Much of this book, then, is about teaching and learning place. It is about the importance of geography for Hemingway as a person and as an artist. It is an investigation of his narrative geographical constructions (and geographical instructions) that generate meaning for, and insight about, his fictional characters and his readers alike. But it is equally a study of the stand-alone value he imparts to the places themselves. Hemingway’s literary geographies are consistently natural, historical, personal, and cultural; they show Hemingway’s interest in and value for life-in-places in all its forms. He describes places on multiple planes, often documenting the changes that have played out there on both human and nonhuman levels, while also eliciting a striking interconnectedness between his characters and their physical environments. In this sense his sensitivity to topography and to the nuances of geography and landscape show him to be a humanist geographer in the contemporary sense of the term, but his writing does not only depict places as human constructs.
Hemingway once remarked that when it comes to art in general, “[u]nless you have geography, background, you have nothing” (quoted in McComas 46). I take “background” here to mean not something subordinate or retiring but rather—and much more importantly—to refer to the provenance of a place, of how it got to be what it now is. Hemingway’s first collection of short stories, In Our Time, was published in 1925, some fifty years prior to the humanist renaissance in the field of geography; of course he could not then have been aware of what we now call cultural or humanist geography. But Hemingway possessed many of the same curiosities about place, place histories, and place textures, that humanist geographers and spatial theorists now bring to their studies about landscape, place, and culture. He wrote with a strong and consistent geographical aesthetic: a way of rendering people in place—and place in people—that ties together much of his large body of work. His writing consistently documents the intimate connections between people and their environments. Place-knowledge is for Hemingway a fully embodied knowing, a sensuous dwelling.

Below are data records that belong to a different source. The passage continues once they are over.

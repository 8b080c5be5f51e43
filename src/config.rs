//! Solve configuration.
//!
//! [`SolveConfig`] selects a [`Strategy`] and its time budget.

use std::fmt;
use std::str::FromStr;

use crate::error::{Result, TspError};

/// Which search to run.
#[derive(Debug, Clone, Copy, PartialEq, Eq, Hash, Default)]
#[cfg_attr(feature = "serde", derive(serde::Serialize, serde::Deserialize))]
#[cfg_attr(feature = "serde", serde(rename_all = "snake_case"))]
pub enum Strategy {
    /// Uniformly random permutations. Runs until the budget expires.
    Random,
    /// Nearest-neighbor construction from every start node.
    Greedy,
    /// Exhaustive depth-first enumeration.
    Dfs,
    /// Best-first branch-and-bound with the per-node cheapest-edge bound.
    #[default]
    BranchAndBound,
    /// Best-first branch-and-bound with the reduced-matrix bound.
    BranchAndBoundSmart,
}

impl Strategy {
    pub const ALL: [Strategy; 5] = [
        Strategy::Random,
        Strategy::Greedy,
        Strategy::Dfs,
        Strategy::BranchAndBound,
        Strategy::BranchAndBoundSmart,
    ];

    pub fn name(self) -> &'static str {
        match self {
            Strategy::Random => "random",
            Strategy::Greedy => "greedy",
            Strategy::Dfs => "dfs",
            Strategy::BranchAndBound => "branch_and_bound",
            Strategy::BranchAndBoundSmart => "branch_and_bound_smart",
        }
    }

    /// Whether the search ends on its own when given unlimited time.
    pub fn terminates(self) -> bool {
        !matches!(self, Strategy::Random)
    }
}

impl fmt::Display for Strategy {
    fn fmt(&self, f: &mut fmt::Formatter<'_>) -> fmt::Result {
        f.write_str(self.name())
    }
}

impl FromStr for Strategy {
    type Err = TspError;

    fn from_str(s: &str) -> Result<Self> {
        match s.to_ascii_lowercase().as_str() {
            "random" => Ok(Strategy::Random),
            "greedy" => Ok(Strategy::Greedy),
            "dfs" => Ok(Strategy::Dfs),
            "bnb" | "branch_and_bound" => Ok(Strategy::BranchAndBound),
            "bnb_smart" | "branch_and_bound_smart" => Ok(Strategy::BranchAndBoundSmart),
            other => Err(TspError::InvalidConfig(format!("unknown strategy '{other}'"))),
        }
    }
}

/// Configuration for a single solve.
///
/// # Examples
///
/// ```
/// use tsp_anytime::config::{SolveConfig, Strategy};
///
/// let config = SolveConfig::default()
///     .with_strategy(Strategy::Dfs)
///     .with_time_limit_ms(500);
/// assert!(config.validate().is_ok());
/// ```
#[derive(Debug, Clone, PartialEq)]
#[cfg_attr(feature = "serde", derive(serde::Serialize, serde::Deserialize))]
pub struct SolveConfig {
    /// Search to run.
    pub strategy: Strategy,

    /// Optional wall-clock time limit in milliseconds.
    ///
    /// The limit is checked once per loop iteration, so a run may overshoot
    /// it by the cost of one expansion. `None` runs until the search ends on
    /// its own, which [`Strategy::Random`] never does.
    pub time_limit_ms: Option<u64>,

    /// Random seed for reproducibility.
    ///
    /// `None` uses a random seed. Only [`Strategy::Random`] draws numbers.
    pub seed: Option<u64>,
}

impl Default for SolveConfig {
    fn default() -> Self {
        Self {
            strategy: Strategy::default(),
            time_limit_ms: Some(60_000),
            seed: None,
        }
    }
}

impl SolveConfig {
    pub fn with_strategy(mut self, strategy: Strategy) -> Self {
        self.strategy = strategy;
        self
    }

    /// Sets the wall-clock time limit in milliseconds.
    pub fn with_time_limit_ms(mut self, ms: u64) -> Self {
        self.time_limit_ms = Some(ms);
        self
    }

    /// Removes the time limit.
    pub fn without_time_limit(mut self) -> Self {
        self.time_limit_ms = None;
        self
    }

    /// Sets the random seed for reproducibility.
    pub fn with_seed(mut self, seed: u64) -> Self {
        self.seed = Some(seed);
        self
    }

    /// Validates the configuration.
    pub fn validate(&self) -> Result<()> {
        if self.time_limit_ms == Some(0) {
            return Err(TspError::InvalidConfig(
                "time_limit_ms must be positive or None".into(),
            ));
        }
        if self.time_limit_ms.is_none() && !self.strategy.terminates() {
            return Err(TspError::InvalidConfig(format!(
                "strategy '{}' needs a time limit",
                self.strategy
            )));
        }
        Ok(())
    }
}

Let me also make clear, then, that I do not consider Hemingway’s literary places as mere “settings” for events or as backdrops against which “character” can be expressed. “Setting” is a formal literary convention, but Hemingway appears to have little interest in relegating place to the “background” in that sense. My choice of the term “geography” over the more conventional literary term “setting” is deliberate. To discuss Hemingway’s constructions of place as settings implies that they play a secondary role. It suggests that their purpose is primarily scenic. On the contrary, Hemingway’s places themselves are central to his writing and his creative process in ways that have not yet been explored in a book-length study. Scholars hitherto have singled out the complexity and importance of particular places for Hemingway—notably Michigan, Key West, the Gulf Stream, Paris, Africa, and Idaho, among others—and have carefully documented the overlap between these “real” places and the fictionalized ones (see, e.g., H.R. Stoneback’s Reading Hemingway’s The Sun Also Rises for wonderful place-annotations of Paris). Jeffrey Herlihy-Mera has recently discussed the status of Hemingway’s expatriate protagonists and the ways that not-belonging in place shapes them. A valuable collection of essays (Mark Cirino and Mark P. Ott’s Ernest Hemingway and the Geography of Memory) highlights the complex, interwoven relationship between memory, nostalgia, and place in Hemingway’s writing. Finally, a burgeoning field of Hemingway criticism examines his sometimes difficult, conflicted conceptions of “wilderness” and the natural world, a topic which overlaps some of the arguments about place that I make here. But to date no one has investigated, in a book-length work, a wider, fuller range of Hemingway’s geographies—only the geographies—to tease out their material, historical, narrative and emotive complexities.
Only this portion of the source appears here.